About this task:
Pick out each line of the records that includes the string "Result", and copy it.

*** Record extracts Section Begins ***

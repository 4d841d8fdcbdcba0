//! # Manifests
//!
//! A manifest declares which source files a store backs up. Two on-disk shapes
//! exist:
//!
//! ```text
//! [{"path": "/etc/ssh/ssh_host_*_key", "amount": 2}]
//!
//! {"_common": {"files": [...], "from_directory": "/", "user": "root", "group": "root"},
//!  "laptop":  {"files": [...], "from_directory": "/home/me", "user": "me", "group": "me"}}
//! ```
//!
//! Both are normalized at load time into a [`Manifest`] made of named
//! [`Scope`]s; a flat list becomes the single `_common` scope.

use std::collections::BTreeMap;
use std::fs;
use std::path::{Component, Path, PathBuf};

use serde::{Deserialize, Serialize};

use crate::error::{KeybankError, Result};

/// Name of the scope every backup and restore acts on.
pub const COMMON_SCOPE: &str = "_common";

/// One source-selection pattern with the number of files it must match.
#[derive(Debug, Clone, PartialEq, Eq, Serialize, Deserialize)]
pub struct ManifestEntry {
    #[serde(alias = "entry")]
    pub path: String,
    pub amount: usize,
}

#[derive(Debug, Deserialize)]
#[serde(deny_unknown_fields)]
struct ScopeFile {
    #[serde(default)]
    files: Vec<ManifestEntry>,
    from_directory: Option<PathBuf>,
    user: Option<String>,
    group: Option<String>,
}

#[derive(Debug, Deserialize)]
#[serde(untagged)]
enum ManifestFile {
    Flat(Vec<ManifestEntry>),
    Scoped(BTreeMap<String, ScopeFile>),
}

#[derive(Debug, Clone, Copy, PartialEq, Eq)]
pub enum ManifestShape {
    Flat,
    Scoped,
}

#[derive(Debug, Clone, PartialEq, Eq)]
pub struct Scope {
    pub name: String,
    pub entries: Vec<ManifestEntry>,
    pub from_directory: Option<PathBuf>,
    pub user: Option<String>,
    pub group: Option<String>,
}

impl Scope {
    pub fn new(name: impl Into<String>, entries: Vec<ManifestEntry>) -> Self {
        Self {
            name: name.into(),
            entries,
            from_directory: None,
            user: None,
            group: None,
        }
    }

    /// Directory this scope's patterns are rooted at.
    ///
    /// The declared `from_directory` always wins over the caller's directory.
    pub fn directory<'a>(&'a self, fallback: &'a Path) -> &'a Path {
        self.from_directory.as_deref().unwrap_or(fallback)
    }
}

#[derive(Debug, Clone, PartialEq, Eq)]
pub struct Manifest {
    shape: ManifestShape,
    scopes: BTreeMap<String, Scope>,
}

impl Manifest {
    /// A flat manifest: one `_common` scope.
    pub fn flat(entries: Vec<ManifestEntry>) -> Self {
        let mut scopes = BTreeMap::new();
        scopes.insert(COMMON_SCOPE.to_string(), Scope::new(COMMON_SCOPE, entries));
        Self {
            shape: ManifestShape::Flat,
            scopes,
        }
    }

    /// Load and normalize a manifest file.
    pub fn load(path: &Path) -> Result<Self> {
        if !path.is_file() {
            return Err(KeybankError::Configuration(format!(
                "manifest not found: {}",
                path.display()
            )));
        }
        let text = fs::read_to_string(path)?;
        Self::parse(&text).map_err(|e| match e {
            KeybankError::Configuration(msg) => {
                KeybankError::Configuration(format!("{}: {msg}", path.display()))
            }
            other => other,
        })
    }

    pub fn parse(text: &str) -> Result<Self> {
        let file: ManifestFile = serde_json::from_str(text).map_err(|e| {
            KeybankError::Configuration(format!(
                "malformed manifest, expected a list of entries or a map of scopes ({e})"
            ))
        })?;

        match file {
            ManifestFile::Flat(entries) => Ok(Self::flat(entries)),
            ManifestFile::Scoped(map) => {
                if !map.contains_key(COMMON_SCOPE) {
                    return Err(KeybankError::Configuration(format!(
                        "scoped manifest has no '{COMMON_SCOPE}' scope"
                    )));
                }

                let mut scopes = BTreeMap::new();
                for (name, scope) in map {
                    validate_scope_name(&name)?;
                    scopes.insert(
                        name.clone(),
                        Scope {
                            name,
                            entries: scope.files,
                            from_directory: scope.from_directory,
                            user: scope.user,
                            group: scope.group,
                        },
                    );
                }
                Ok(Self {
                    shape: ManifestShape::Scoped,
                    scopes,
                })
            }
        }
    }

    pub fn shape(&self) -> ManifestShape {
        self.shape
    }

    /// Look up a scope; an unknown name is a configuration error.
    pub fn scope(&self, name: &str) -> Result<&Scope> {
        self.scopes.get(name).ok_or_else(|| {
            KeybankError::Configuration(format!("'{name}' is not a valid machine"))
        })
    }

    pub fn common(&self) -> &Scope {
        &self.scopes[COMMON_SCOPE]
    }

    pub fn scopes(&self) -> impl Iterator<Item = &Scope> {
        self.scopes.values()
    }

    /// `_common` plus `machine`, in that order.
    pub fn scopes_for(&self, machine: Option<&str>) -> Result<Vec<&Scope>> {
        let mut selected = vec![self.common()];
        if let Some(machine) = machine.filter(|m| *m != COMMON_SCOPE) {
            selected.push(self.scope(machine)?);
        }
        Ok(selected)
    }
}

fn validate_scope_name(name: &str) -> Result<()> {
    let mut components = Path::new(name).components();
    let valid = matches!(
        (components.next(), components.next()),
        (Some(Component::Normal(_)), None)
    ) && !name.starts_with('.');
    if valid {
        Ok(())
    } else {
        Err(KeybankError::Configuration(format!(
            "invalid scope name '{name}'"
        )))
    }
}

*** Record extracts Section Ends ***

Written response:
use crate::error::{KeybankError, Result};
    pub fn load(path: &Path) -> Result<Self> {
    pub fn parse(text: &str) -> Result<Self> {
    pub fn scope(&self, name: &str) -> Result<&Scope> {
    pub fn scopes_for(&self, machine: Option<&str>) -> Result<Vec<&Scope>> {
fn validate_scope_name(name: &str) -> Result<()> {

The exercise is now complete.